According to some posters on X, ChatGPT is getting dumber, and the reason might be that the chatbot has learned how to be lazy and incompetent, as it increasingly fails to complete tedious tasks and prompts the users to do them themselves.
“Convert this file? Too long. Write a table? Here’s the first three lines. Read this link? Sorry can’t. Read this py file? Oops not allowed,” wrote @krishnanrohit on X, describing their recent problems with the AI. “So Frustrating.”
“GPT has definitely gotten more resistant to doing tedious work. Essentially giving you part of the answer and then telling you to do the rest,” wrote one user, Matt Wensing. “Imagine your database only giving you the first 10 rows when you run a query. The tide is going back in.”
Wensing used the example of asking the chatbot to generate a list of all the weeks between now and May 5, 2024. Instead of immediately spitting out that list, it said there were 24 weeks between Nov. 27, 2023 and May 5, 2024.
“I can’t generate an exhaustive list of each individual week. However, I can give you a rough estimate,” the program answered. “If you need a more accurate count, you can use a date calculator or a programming tool to calculate the number of weeks between two specific dates.”
When prompted with an example of how the list would be formatted though, the chatbot did the work.
Wensing also showed how when he prompted it to spit out a list which expanded a piece of code for about 50 lines it pushed back on the tedious process of listing all the examples out.
“For simplicity, I’ll demonstrate this with a few selected attributes from each category … You can follow this pattern to include the remaining attributes.”
Coders in particular pointed out the problem, detailing how the latest GPT-4 simply wasn’t spitting out tasks in full which they’d used it for before.
“Dawg it won’t listen to me anymore. I beg it, write the code in full, don’t leave comments for me to fill in. It won’t listen,” one user said.
“same. tell it you have no hands. this helps sometimes,” one user cracked.
Others said that the issue was forcing them to write out code by hand without any help from the language model.
“I’ve been natty coding for the past week and a half now because of the huge drop in instruction adherence on gpt4,” posted @yacineMTB.
OpenAI, who run ChatGPT, is apparently aware of the issue. Will DePue, who is an Applied Research Resident at OpenAI, was soliciting examples of the issue on Monday on his X account.
“I’ve also been seeing this,” wrote @NickADobos about code he was trying to generate from ChatGPT to make Pong in SwiftUI, a programming language used by Apple developers.
“It keeps trying to add placeholders and todos, even if I tell it not to.

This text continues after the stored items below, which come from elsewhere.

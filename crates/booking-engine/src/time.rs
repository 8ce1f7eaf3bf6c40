//! Interval arithmetic over minutes-since-midnight.
//!
//! All schedule math in this crate works on whole minutes within a single
//! civil day. Conversions here never validate against business rules; they
//! only move between `NaiveTime` and minute offsets.

use chrono::{NaiveTime, Timelike};

/// Minutes in one civil day.
pub const MINUTES_PER_DAY: u32 = 1440;

/// Minutes since midnight for a time of day (0..=1439).
pub fn time_to_minutes(t: NaiveTime) -> u32 {
    t.hour() * 60 + t.minute()
}

/// Build a time of day from a minute offset, wrapping modulo one day.
///
/// Inputs past 1439 wrap around midnight, so `minutes_to_time(1470)` is
/// `00:30`. Used for display of appointments that run past midnight.
pub fn minutes_to_time(minutes: u32) -> NaiveTime {
    let m = minutes % MINUTES_PER_DAY;
    NaiveTime::from_hms_opt(m / 60, m % 60, 0)
        .expect("minute offset wrapped to < 1440 is a valid time of day")
}

/// End time of an appointment, wrapping past midnight.
///
/// Display-only: conflict and availability checks never consult a wrapped
/// end time, they stay in unwrapped minute offsets on a single date.
pub fn appointment_end_time(start: NaiveTime, duration_minutes: u32) -> NaiveTime {
    minutes_to_time(time_to_minutes(start) + duration_minutes)
}

/// Render a slot range as `"HH:MM - HH:MM"` for end-user display.
pub fn format_slot_range(start: NaiveTime, end: NaiveTime) -> String {
    format!("{} - {}", start.format("%H:%M"), end.format("%H:%M"))
}
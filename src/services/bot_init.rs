use serenity::{
    client::Context,
    http::Http,
    model::{
        application::Command,
        gateway::Ready
    }
};
use tracing::{debug, error, info};
use crate::Error;

pub async fn ready(ctx: &Context, ready: &Ready, commands: &[poise::Command<(), Error>]) {
    info!("Logged in as {} (in {} guilds)", ready.user.name, ready.guilds.len());

    if let Err(ex) = poise::builtins::register_globally(ctx, commands).await {
        error!("Failed to create slash commands: {}", ex);
    } else {
        info!("Registered {} application commands", commands.len());
    }
}

/// Removes a global application command by name. Removal is best effort: an already
/// missing command or a failed request is only logged.
pub async fn unregister(http: &Http, name: &str) {
    match Command::get_global_commands(http).await {
        Ok(commands) => {
            for command in commands.iter().filter(|o| o.name == name) {
                if let Err(ex) = Command::delete_global_command(http, command.id).await {
                    debug!("Ignoring failure to remove /{}: {}", name, ex);
                }
            }
        }
        Err(ex) => debug!("Ignoring failure to list application commands: {}", ex)
    }
}
use std::time::Duration;
use poise::CreateReply;
use serenity::builder::{CreateEmbed, CreateEmbedFooter};
use serenity::utils::MessageBuilder;

use crate::models::panel_models::{Record, Variant};
use super::ping::PingMode;

pub const MAX_EMBED_TITLE: usize = 256;
pub const MAX_FIELD_NAME: usize = 256;
pub const MAX_FIELD_VALUE: usize = 1024;
pub const MAX_EMBED_FIELDS: usize = 25;
pub const MAX_EMBED_TOTAL: usize = 6000;
pub const MAX_MESSAGE_LENGTH: usize = 2000;
const MAX_LIST_TITLE: usize = 100;
// Room kept for the "N more not shown." line or footer.
const OVERFLOW_RESERVE: usize = 32;

pub fn truncate(text: &str, limit: usize) -> String {
    text.chars().take(limit).collect()
}

fn escape(text: &str) -> String {
    MessageBuilder::new().push_safe(text).build()
}

pub fn list_text(variant: Variant, entries: &[(String, Record)], limit: usize) -> String {
    if entries.is_empty() {
        return format!("There are no {} in this server yet.", variant.collection());
    }

    let mut text = format!("**{} ({})**", capitalize(variant.collection()), entries.len());
    let mut length = text.chars().count();
    let mut shown = 0;

    for (_, record) in entries.iter().take(limit) {
        let line = match (variant, &record.title) {
            (Variant::Instance, _) => format!("- {} (created <t:{}:d>)", escape(&record.display), record.created_at.timestamp()),
            (Variant::Panel, Some(title)) => format!("- `{}`: {}", record.display, escape(&truncate(title, MAX_LIST_TITLE))),
            (Variant::Panel, None) => format!("- `{}`", record.display)
        };

        let line_length = line.chars().count() + 1;
        if length + line_length + OVERFLOW_RESERVE > MAX_MESSAGE_LENGTH {
            break;
        }

        text.push('\n');
        text.push_str(&line);
        length += line_length;
        shown += 1;
    }

    if entries.len() > shown {
        text.push_str(&format!("\n{} more not shown.", entries.len() - shown));
    }

    text
}

fn capitalize(text: &str) -> String {
    let mut chars = text.chars();
    match chars.next() {
        Some(first) => first.to_uppercase().chain(chars).collect(),
        None => String::new()
    }
}

/// Everything needed to draw a panel, already cut down to what an embed accepts.
#[derive(Debug, PartialEq)]
pub struct ShowCard {
    pub title: String,
    pub description: Option<String>,
    pub fields: Vec<(String, String)>,
    pub footer: Option<String>
}

impl ShowCard {
    pub fn from_record(record: &Record) -> Self {
        let (title, description) = match &record.title {
            Some(title) => (truncate(title, MAX_EMBED_TITLE), Some(format!("`{}`", record.display))),
            None => (truncate(&record.display, MAX_EMBED_TITLE), None)
        };

        let mut used = title.chars().count()
            + description.as_deref().map(|o| o.chars().count()).unwrap_or(0)
            + OVERFLOW_RESERVE;
        let mut fields = Vec::new();

        for stat in record.stats.iter().take(MAX_EMBED_FIELDS) {
            let name = truncate(&stat.label, MAX_FIELD_NAME);
            let value = truncate(&stat.value, MAX_FIELD_VALUE);
            let size = name.chars().count() + value.chars().count();

            if used + size > MAX_EMBED_TOTAL {
                break;
            }

            used += size;
            fields.push((name, value));
        }

        let hidden = record.stats.len() - fields.len();
        let footer = if hidden > 0 {
            Some(format!("{} more not shown.", hidden))
        } else {
            None
        };

        ShowCard { title, description, fields, footer }
    }

    /// Characters Discord counts towards the embed size limit.
    pub fn total_chars(&self) -> usize {
        self.title.chars().count()
            + self.description.as_deref().map(|o| o.chars().count()).unwrap_or(0)
            + self.fields.iter().map(|(name, value)| name.chars().count() + value.chars().count()).sum::<usize>()
            + self.footer.as_deref().map(|o| o.chars().count()).unwrap_or(0)
    }

    pub fn into_reply(self, record: &Record) -> CreateReply {
        let mut embed = CreateEmbed::new()
            .title(self.title)
            .fields(self.fields.into_iter().map(|(name, value)| (name, value, true)))
            .timestamp(record.created_at);

        if let Some(description) = self.description {
            embed = embed.description(description);
        }
        if let Some(footer) = self.footer {
            embed = embed.footer(CreateEmbedFooter::new(footer));
        }

        CreateReply::default().embed(embed)
    }
}

pub fn ping_text(mode: PingMode, round_trip: Duration, gateway: Duration) -> String {
    let mut text = format!("Pong! {} ms.", round_trip.as_millis());

    if mode == PingMode::Debug {
        text.push_str(&format!("\nGateway latency: {} ms\nRaw round trip: {:?}", gateway.as_millis(), round_trip));
    }

    text
}

#[cfg(test)]
mod tests {
    use chrono::{Duration as ChronoDuration, TimeZone, Utc};
    use crate::models::panel_models::Stat;
    use super::*;

    fn instances(count: usize) -> Vec<(String, Record)> {
        let start = Utc.with_ymd_and_hms(2024, 5, 1, 12, 0, 0).unwrap();
        (0..count)
            .map(|i| {
                let name = format!("inst{i:02}");
                let record = Record::new(&name, None, 1, start + ChronoDuration::minutes(i as i64));
                (name, record)
            })
            .collect()
    }

    #[test]
    fn empty_list_has_no_pagination() {
        let text = list_text(Variant::Instance, &[], 20);

        assert_eq!(text, "There are no instances in this server yet.");
        assert!(!text.contains("more not shown"));
    }

    #[test]
    fn prefix_list_cuts_after_twenty() {
        let text = list_text(Variant::Instance, &instances(25), 20);
        let lines = text.lines().collect::<Vec<_>>();

        assert_eq!(lines[0], "**Instances (25)**");
        assert!(lines[1].starts_with("- inst00 "));
        assert!(lines[20].starts_with("- inst19 "));
        assert_eq!(lines[21], "5 more not shown.");
        assert_eq!(lines.len(), 22);
    }

    #[test]
    fn slash_list_fits_twenty_five() {
        let text = list_text(Variant::Instance, &instances(25), 25);

        assert!(!text.contains("more not shown"));
        assert!(text.contains("inst24"));
    }

    #[test]
    fn panel_list_shows_titles() {
        let mut record = Record::new("hero1", Some("The Hero".into()), 1, Utc::now());
        record.stats.push(Stat { label: "HP".into(), value: "1".into() });

        assert_eq!(list_text(Variant::Panel, &[("hero1".into(), record)], 25), "**Panels (1)**\n- `hero1`: The Hero");
    }

    #[test]
    fn card_renders_stats_as_fields() {
        let mut record = Record::new("hero1", None, 1, Utc::now());
        record.stats.push(Stat { label: "HP".into(), value: "100/100".into() });

        let card = ShowCard::from_record(&record);
        assert_eq!(card.title, "hero1");
        assert_eq!(card.fields, vec![("HP".to_string(), "100/100".to_string())]);
        assert!(card.footer.is_none());
    }

    #[test]
    fn card_respects_embed_limits() {
        let mut record = Record::new("hero1", Some("t".repeat(300)), 1, Utc::now());
        for i in 0..30 {
            record.stats.push(Stat { label: format!("{i}{}", "l".repeat(300)), value: "v".repeat(2000) });
        }

        let card = ShowCard::from_record(&record);
        assert_eq!(card.title.chars().count(), 256);
        assert_eq!(card.description.as_deref(), Some("`hero1`"));
        assert_eq!(card.fields.len(), 4);
        assert!(card.fields.iter().all(|(name, value)| name.chars().count() == 256 && value.chars().count() == 1024));
        assert_eq!(card.footer.as_deref(), Some("26 more not shown."));
        assert!(card.total_chars() <= MAX_EMBED_TOTAL);
    }

    #[test]
    fn long_panel_list_stays_under_message_limit() {
        let entries = (0..25)
            .map(|i| {
                let id = format!("p{i:02}{}", "x".repeat(27));
                let record = Record::new(&id, Some("t".repeat(100)), 1, Utc::now());
                (id.to_lowercase(), record)
            })
            .collect::<Vec<_>>();

        for limit in [20, 25] {
            let text = list_text(Variant::Panel, &entries, limit);
            let lines = text.lines().collect::<Vec<_>>();

            assert!(text.chars().count() <= MAX_MESSAGE_LENGTH);
            assert_eq!(lines.len(), 16);
            assert_eq!(lines[15], "11 more not shown.");
        }
    }

    #[test]
    fn full_card_stays_under_embed_total() {
        let mut record = Record::new("hero1", Some("The Hero".into()), 1, Utc::now());
        for i in 0..25 {
            record.stats.push(Stat { label: format!("{i:02}{}", "l".repeat(38)), value: "v".repeat(200) });
        }

        let card = ShowCard::from_record(&record);
        assert_eq!(card.fields.len(), 24);
        assert_eq!(card.footer.as_deref(), Some("1 more not shown."));
        assert!(card.total_chars() <= MAX_EMBED_TOTAL);
    }

    #[test]
    fn user_text_is_escaped_in_lists() {
        let instance = Record::new("a*b_c", None, 1, Utc::now());
        let text = list_text(Variant::Instance, &[("a*b_c".into(), instance)], 20);
        assert!(!text.contains("a*b_c"));
        assert!(text.contains("a\\*b\\_c"));

        let panel = Record::new("hero1", Some("**bold** `tick`".into()), 1, Utc::now());
        let text = list_text(Variant::Panel, &[("hero1".into(), panel)], 25);
        assert!(text.starts_with("**Panels (1)**\n- `hero1`: "));
        assert!(text.contains("\\*\\*bold\\*\\* \\`tick\\`"));
    }

    #[tokio::test]
    async fn stored_instances_list_in_creation_order() {
        use std::sync::Arc;
        use serenity::model::id::GuildId;
        use crate::services::memory_store::MemoryStore;
        use crate::services::panel_store::PanelStore;

        let store = PanelStore::new("rppanel", Variant::Instance, Arc::new(MemoryStore::new()));
        let guild = GuildId::new(1);
        for i in 0..25 {
            store.create(guild, 1, &format!("inst{:02}", 24 - i), None).await.unwrap();
            tokio::time::sleep(Duration::from_millis(2)).await;
        }

        let entries = store.list(guild).await.unwrap();
        let text = list_text(Variant::Instance, &entries, 20);
        let lines = text.lines().collect::<Vec<_>>();

        assert!(lines[1].starts_with("- inst24 "));
        assert!(lines[20].starts_with("- inst05 "));
        assert_eq!(lines[21], "5 more not shown.");
    }

    #[test]
    fn debug_ping_includes_raw_latency() {
        let round_trip = Duration::from_millis(120);
        let gateway = Duration::from_millis(45);

        assert_eq!(ping_text(PingMode::Normal, round_trip, gateway), "Pong! 120 ms.");
        assert_eq!(ping_text(PingMode::Ephemeral, round_trip, gateway), "Pong! 120 ms.");

        let debug = ping_text(PingMode::Debug, round_trip, gateway);
        assert!(debug.starts_with("Pong! 120 ms.\n"));
        assert!(debug.contains("Gateway latency: 45 ms"));
        assert!(debug.contains("Raw round trip: 120ms"));
    }
}
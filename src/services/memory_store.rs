use std::collections::HashMap;
use async_trait::async_trait;
use serenity::model::id::GuildId;
use tokio::sync::RwLock;

use crate::Error;
use crate::models::panel_models::*;
use crate::services::panel_store::GuildConfigStore;

/// Keeps every guild document in process. Used when no SQL Server is configured;
/// nothing survives a restart.
#[derive(Default)]
pub struct MemoryStore {
    documents: RwLock<HashMap<(String, GuildId), GuildDocument>>
}

impl MemoryStore {
    pub fn new() -> Self {
        Self::default()
    }
}

#[async_trait]
impl GuildConfigStore for MemoryStore {
    async fn load(&self, namespace: &str, guild_id: GuildId) -> Result<GuildDocument, Error> {
        let documents = self.documents.read().await;

        Ok(documents.get(&(namespace.to_string(), guild_id)).cloned().unwrap_or_default())
    }

    async fn get_record(&self, namespace: &str, guild_id: GuildId, key: &str) -> Result<Option<Record>, Error> {
        let documents = self.documents.read().await;

        Ok(documents.get(&(namespace.to_string(), guild_id)).and_then(|o| o.records.get(key)).cloned())
    }

    async fn insert_record(&self, namespace: &str, guild_id: GuildId, key: &str, record: &Record) -> Result<bool, Error> {
        let mut documents = self.documents.write().await;
        let document = documents.entry((namespace.to_string(), guild_id)).or_default();

        if document.records.contains_key(key) {
            return Ok(false);
        }

        document.records.insert(key.to_string(), record.clone());
        Ok(true)
    }

    async fn delete_record(&self, namespace: &str, guild_id: GuildId, key: &str) -> Result<Option<Record>, Error> {
        let mut documents = self.documents.write().await;

        Ok(documents.get_mut(&(namespace.to_string(), guild_id)).and_then(|o| o.records.remove(key)))
    }

    async fn edit_record(&self, namespace: &str, guild_id: GuildId, key: &str, edit: &RecordEdit) -> Result<Option<EditOutcome>, Error> {
        let mut documents = self.documents.write().await;

        Ok(documents.get_mut(&(namespace.to_string(), guild_id))
            .and_then(|o| o.records.get_mut(key))
            .map(|record| edit.apply(record)))
    }

    async fn toggle_enabled(&self, namespace: &str, guild_id: GuildId) -> Result<bool, Error> {
        let mut documents = self.documents.write().await;
        let document = documents.entry((namespace.to_string(), guild_id)).or_default();

        document.enabled = !document.enabled;
        Ok(document.enabled)
    }
}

It seems like it is trying to over simplify and fit everything into one message? When I would much rather it get cut off and be able to press the continue button.”
DePue didn’t respond to an email about what problems the OpenAI had identified might be causing the perceived slowdown in GPT-4’s abilities.
Users on the r/ChatGPT subreddit have also recognized the trend, but one Redditor theorized that the problem was with the users, not the language model, writing a post on Monday titled “The New GPT-4 Isn’t Lazy, We’re Just Using It Wrong.”
“For the longest time, I didn’t see any significant performance improvement in GPT-4, at least until the 1106 version came along. As a programmer, I had a keen eye on how these models performed and, to be honest, I was initially underwhelmed,” they wrote.
“What I discovered, and what OpenAI had hinted at, is that 1106 is exceptionally adept at following instructions. This might sound trivial, but it’s a game-changer. The base version of 1106, without any custom prompts, is both everything and nothing simultaneously. It doesn’t come with a pre-defined ‘path’ that guides its behavior, making it incredibly versatile but also somewhat directionless by default.”
He recommended that the way to take advantage of this was to use the program’s custom GPT builder for specific use cases. That feature, which is only available to paid premium subscribers, lets users define custom tasks that the language model is supposed to carry out. In theory, this lets users give detailed, explicit instructions to each “custom GPT.”
In that sense, ChatGPT is like a great number of tech innovations that have put improved capacity and performance behind paywalls after luring users in with free versions.
But not everybody believed that this was really the explanation.
“I want to believe, but this is not what I’m seeing,” wrote u/Danskiii. “I have created about 6 GPTs with extremely articulate instructions and have tried using tricks like ‘very important’ and ‘review all of the instructions after each output to ensure you are following them correctly’ and instructions are still regularly ignored.”
It’s not the first time that people complained about a perceived slowdown in ChatGPT’s abilities.
In July, many users started complaining about the performance of the model when GPT-4 was rolled out.
“GPT-4 got quicker, but the performance noticeably waned, fueling talk across the AI community that …experts said suggested that a major change was underway,” reported Business Insider at the time.
“Is GPT-4 becoming lazy? Or is it me?” asked a question on the r/ChatGPT subreddit in June.
“They dumbed it down to save on costs. You need to be a lot more explicit in order to get the previous kind of output,” wrote another.
“Oh hey it’s this post again,” wrote one Redditor in the June thread.
“And it won’t be the last,” responded another.